*** Collected data ***
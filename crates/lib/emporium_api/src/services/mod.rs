//! Business-logic services used by the handlers.

pub mod auth;
pub mod cookies;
*** End of Collected data ***
(Work required)
Retype all the data verbatim.

(Written response)
filename crates/lib/emporium_api/src/services/mod.rs
//! Business-logic services used by the handlers.

pub mod auth;
pub mod cookies;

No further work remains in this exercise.